I’m a morning runner – I wake up before my alarm goes off at 5:30am, crave the sunrises, and savor this quality time I have with my city. In my six years as I runner, I have never set foot to pavement after work. Until one night this week. I tell you this context so you understand what kind of day I must have had to run when it’s already pitch black and not getting any lighter. (Or warmer – it was hovering around 8˚ and only dropped.) One person on a street corner said, “You’re dedicated.” I smiled back and thought, “You have no idea how this run is helping me right now.”
As to-do lists lengthen, we have no choice but to find some kind of stress reliever. Mine is running, but maybe it’s yoga, a good book or cup of coffee for you. Savor it and don’t let anything keep you from finding the time to pursue whatever it is that calms you down. Sometimes you can’t get to your exercise or stress-reliever the very the minute you need it though, and it helps to have a few tips in your back pocket so you don’t lose your cool.
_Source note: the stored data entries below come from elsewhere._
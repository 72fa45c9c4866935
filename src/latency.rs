//! Simulated network latency for demo deployments.

use std::time::Duration;

use rand::Rng;

use crate::config::LatencyRange;

/// Optional uniform random delay applied before each service call.
#[derive(Debug, Clone, Copy, Default)]
pub struct Latency {
    range: Option<LatencyRange>,
}

impl Latency {
    #[must_use]
    pub fn new(range: Option<LatencyRange>) -> Self {
        Self { range }
    }

    /// Draw a delay from the configured range. `None` when disabled.
    #[must_use]
    pub fn sample(&self) -> Option<Duration> {
        let range = self.range?;
        let ms = rand::rng().random_range(range.min_ms..=range.max_ms);
        Some(Duration::from_millis(ms))
    }

    pub async fn wait(&self) {
        if let Some(delay) = self.sample() {
            tokio::time::sleep(delay).await;
        }
    }
}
Here are 5 stress-relieving tips:
1. Breathe
Simple but underrated. Use your fingers to press one nostril close and breathe deeply through the other for five seconds. Switch sides and repeat until your pulse slows.
2. Keep Perspective
Play an “it could be worse” game and think about how your stress fits in to the bigger picture. Will someone really remember a few weeks from now if you brought store-bought cookies to the cookie swap? Or pushed a deadline back a few hours to turn in high-quality work?
3. Practice Gratitude
I keep a handy “Things I’m Grateful For” list that I refer to whenever I’m having a really low day. Maybe it’s browsing through your iPhone pictures or calling an old college roommate, sometimes we just need to get out of our own heads.
4. Stretch
There’s something about taking a few minutes to lengthen our cramped muscles that instantly calms us down. It’s restorative and relaxing by nature.
5. Write
Seeing our stresses on paper sometimes helps to understand them as fleeting, manageable, and actionable.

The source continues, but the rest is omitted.